Yes dont know if your on gear or not but does it need to be that high if your not.


----------



## SneakyCarrot (Nov 20, 2011)

You want to consume 1.4-1.7x the ammount that you weigh. So if you weigh 100kg, you would need 140-170g of protein. Any excess protein is stored as fat. Anyway, youll find that the diet you need to be on will be high carb/ high protein. Just eat everything you see. In the past two years Ive gone from weighing 10.5 stone to 15 stone, I then put on weight by not going to the gym for almost a year and eating asif I still was. I then started going back to the gym and im down 16.3 stone and need to shed another 5kg to be at 12-14% bodyfat which is my ideal. Its a long road but you get there. Dont expect miricles overnight. Take progress pictures even if they make you look ratty as anything, then look back on them bro and see how far you've come. Thats what I did and its crazy becuase I thought I would never ever have the physique I do at the moment. Its by no means perfect but I dont think Ill ever be happy with my body like most on here!

p.s. from 10.5 stone to 15 stone I just ate what ever. I didnt have a clue about protein/ carb/ fat intake etc.. I just knew I wanted to eat alot of meat and get the kcal in.


----------



## Ts23 (Jan 14, 2011)

Rolla said:


> You want to consume 1.4-1.7x the ammount that you weigh. So if you weigh 100kg, you would need 140-170g of protein. Any excess protein is stored as fat. Anyway, youll find that the diet you need to be on will be high carb/ high protein. Just eat everything you see. In the past two years Ive gone from weighing 10.5 stone to 15 stone, I then put on weight by not going to the gym for almost a year and eating asif I still was. I then started going back to the gym and im down 16.3 stone and need to shed another 5kg to be at 12-14% bodyfat which is my ideal. Its a long road but you get there. Dont expect miricles overnight. Take progress pictures even if they make you look ratty as anything, then look back on them bro and see how far you've come. Thats what I did and its crazy becuase I thought I would never ever have the physique I do at the moment. Its by no means perfect but I dont think Ill ever be happy with my body like most on here!

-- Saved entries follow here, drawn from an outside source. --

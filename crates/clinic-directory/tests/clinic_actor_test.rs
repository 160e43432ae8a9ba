use chrono::{TimeZone, Utc};
use clinic_directory::clinic_actor::{self, ClinicAction, ClinicEntityError};
use clinic_directory::model::{ClinicCreate, ClinicDraft, ClinicStatus, ClinicUpdate, NewClinic};
use resource_store::StoreError;
use std::sync::atomic::{AtomicI64, Ordering};
use std::sync::Arc;

fn create(slug: &str, user_id: &str) -> ClinicCreate {
    ClinicCreate {
        slug: slug.to_string(),
        user_id: user_id.to_string(),
        clinic: NewClinic {
            name: "Smile Dental".to_string(),
            ..NewClinic::default()
        },
    }
}

fn entity_error(err: StoreError) -> ClinicEntityError {
    match err {
        StoreError::EntityError(e) => e
            .downcast_ref::<ClinicEntityError>()
            .cloned()
            .expect("clinic entity error"),
        other => panic!("expected an entity error, got {other:?}"),
    }
}

/// Real Clinic actor: the store assigns the draft status and both timestamps.
#[tokio::test]
async fn test_create_stamps_and_drafts() {
    let ticks = Arc::new(AtomicI64::new(0));
    let clock = {
        let ticks = ticks.clone();
        move || Utc.timestamp_opt(1_700_000_000 + ticks.fetch_add(10, Ordering::SeqCst), 0).unwrap()
    };
    let (actor, store) = clinic_actor::with_clock(8, clock);
    let handle = tokio::spawn(actor.run(()));

    let id = store.create(create("smile-dental", "owner-1")).await.unwrap();
    let clinic = store.get(id).await.unwrap().unwrap();
    assert_eq!(clinic.id, id);
    assert_eq!(clinic.status, ClinicStatus::Draft);
    assert_eq!(clinic.user_id, "owner-1");
    assert_eq!(clinic.created_at, Utc.timestamp_opt(1_700_000_000, 0).unwrap());
    assert_eq!(clinic.updated_at, clinic.created_at);

    let updated = store
        .update(
            id,
            ClinicUpdate {
                changes: ClinicDraft {
                    description: Some("Family dentistry".to_string()),
                    ..ClinicDraft::default()
                },
                slug: None,
            },
        )
        .await
        .unwrap();
    assert_eq!(updated.description, "Family dentistry");
    assert_eq!(updated.name, "Smile Dental");
    assert_eq!(updated.created_at, clinic.created_at);
    assert_eq!(updated.updated_at, Utc.timestamp_opt(1_700_000_010, 0).unwrap());

    drop(store);
    handle.await.unwrap();
}

#[tokio::test]
async fn test_create_rejects_bad_payloads() {
    let (actor, store) = clinic_actor::new(8);
    tokio::spawn(actor.run(()));

    let err = store.create(create("Smile Dental", "owner-1")).await.unwrap_err();
    assert_eq!(
        entity_error(err),
        ClinicEntityError::InvalidSlug("Smile Dental".to_string())
    );

    let err = store.create(create("smile-dental", "")).await.unwrap_err();
    assert_eq!(entity_error(err), ClinicEntityError::MissingOwner);

    // Nothing was stored.
    assert!(store.query(Default::default()).await.unwrap().is_empty());
}

#[tokio::test]
async fn test_update_rejects_bad_slug() {
    let (actor, store) = clinic_actor::new(8);
    tokio::spawn(actor.run(()));
    let id = store.create(create("smile-dental", "owner-1")).await.unwrap();

    let err = store
        .update(
            id,
            ClinicUpdate {
                changes: ClinicDraft {
                    name: Some("Bright".to_string()),
                    ..ClinicDraft::default()
                },
                slug: Some("-bright".to_string()),
            },
        )
        .await
        .unwrap_err();
    assert_eq!(
        entity_error(err),
        ClinicEntityError::InvalidSlug("-bright".to_string())
    );

    let clinic = store.get(id).await.unwrap().unwrap();
    assert_eq!(clinic.slug, "smile-dental");
    assert_eq!(clinic.name, "Smile Dental");
}

#[tokio::test]
async fn test_publish_actions() {
    let (actor, store) = clinic_actor::new(8);
    tokio::spawn(actor.run(()));
    let id = store.create(create("smile-dental", "owner-1")).await.unwrap();

    let status = store.perform_action(id, ClinicAction::Publish).await.unwrap();
    assert_eq!(status, ClinicStatus::Published);
    // Publishing twice is harmless.
    let status = store.perform_action(id, ClinicAction::Publish).await.unwrap();
    assert_eq!(status, ClinicStatus::Published);

    let status = store.perform_action(id, ClinicAction::Unpublish).await.unwrap();
    assert_eq!(status, ClinicStatus::Draft);
    assert_eq!(
        store.get(id).await.unwrap().unwrap().status,
        ClinicStatus::Draft
    );

    let missing = clinic_directory::model::ClinicId::new();
    let err = store
        .perform_action(missing, ClinicAction::Publish)
        .await
        .unwrap_err();
    assert!(matches!(err, StoreError::NotFound(id) if id == missing.to_string()));
}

this is wrong mate, better off deleting this post.


----------



## Lukeg (Mar 6, 2011)

get a gallon of full fat milk down you.

2400 calories right there!


----------



## jjcooper (Sep 1, 2010)

Im sure excess protein is burnt for energy not stored as fat

Correct me if im wrong


----------



## SneakyCarrot (Nov 20, 2011)

Ts23 said:


> this is wrong mate, better off deleting this post.


Are you sure? A friend of mine at uni is studying pharmacy and she has been taught that. Another who is studying fitness was also told the same thing. As they both told me off for eating too much protein.. ?? can you expand, always like learning things.

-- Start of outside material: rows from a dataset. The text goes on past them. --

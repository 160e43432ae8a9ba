//! Plain data types of the directory. Store behaviour lives in [`crate::clinic_actor`].

pub mod clinic;
pub mod doctor;
pub mod user;

pub use clinic::*;
pub use doctor::*;
pub use user::*;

http://1stholistic.com/nutrition/hol_nutr_does-excess-protein-turn-to-fat.htm


----------



## Moonbeam (Jul 20, 2011)

killah said:


> I am bulking back up atm and finding it hard to get all the calories in each day with clean foods, is it ok to just eat some junk to get the calories in there.


Dude if your finding it hard to get the calories boost your protein shakes. I do this

2 scoops of whey 200 calories

2 scoops carb powder 200 calories

milk 200 calories

tbsp peanut butter

2 tbsp olive oil 270 calories

banana 90calories

total approx 1000 calories. 2 of them a day plus 3 meals easy 3000-4000 calories.


----------



## Ts23 (Jan 14, 2011)

Rolla said:


> Are you sure? A friend of mine at uni is studying pharmacy and she has been taught that. Another who is studying fitness was also told the same thing. As they both told me off for eating too much protein.. ?? can you expand, always like learning things.
> 
> http://1stholistic.com/nutrition/hol_nutr_does-excess-protein-turn-to-fat.htm


If it was true i wouldnt be competing mate.


----------



## SneakyCarrot (Nov 20, 2011)

Yeah I know but is it your main kcal source? a kcal is a measure of energy so anything excess wont be put on as muscle it will be burnt as energy/ stored as fat (delete as appropriate depending on how much energy you use/ other kcal sources!) Its what I get told from every angle so I thought it was a reliable piece of information especially as its taught on medical courses at university. Im not being trying to be obtuse, just wondering why I was incorrect and should have deleted my post so others could learn. Im an engineering student so naturally technicalities are of interest to me


----------



## Proteincarb (Oct 12, 2010)

been eating like mad last few days and pretty clean, i seems that most of the weights goes straight to the belly is there anyway i can avoid it?


----------



## SneakyCarrot (Nov 20, 2011)

I think you might be getting mixed up with bloat. There is no such thing as spot fat reduction. You gain/ lose fat from areas as your genetics dictate. Results can appear to be spot reduction if the muscle below it grows etc...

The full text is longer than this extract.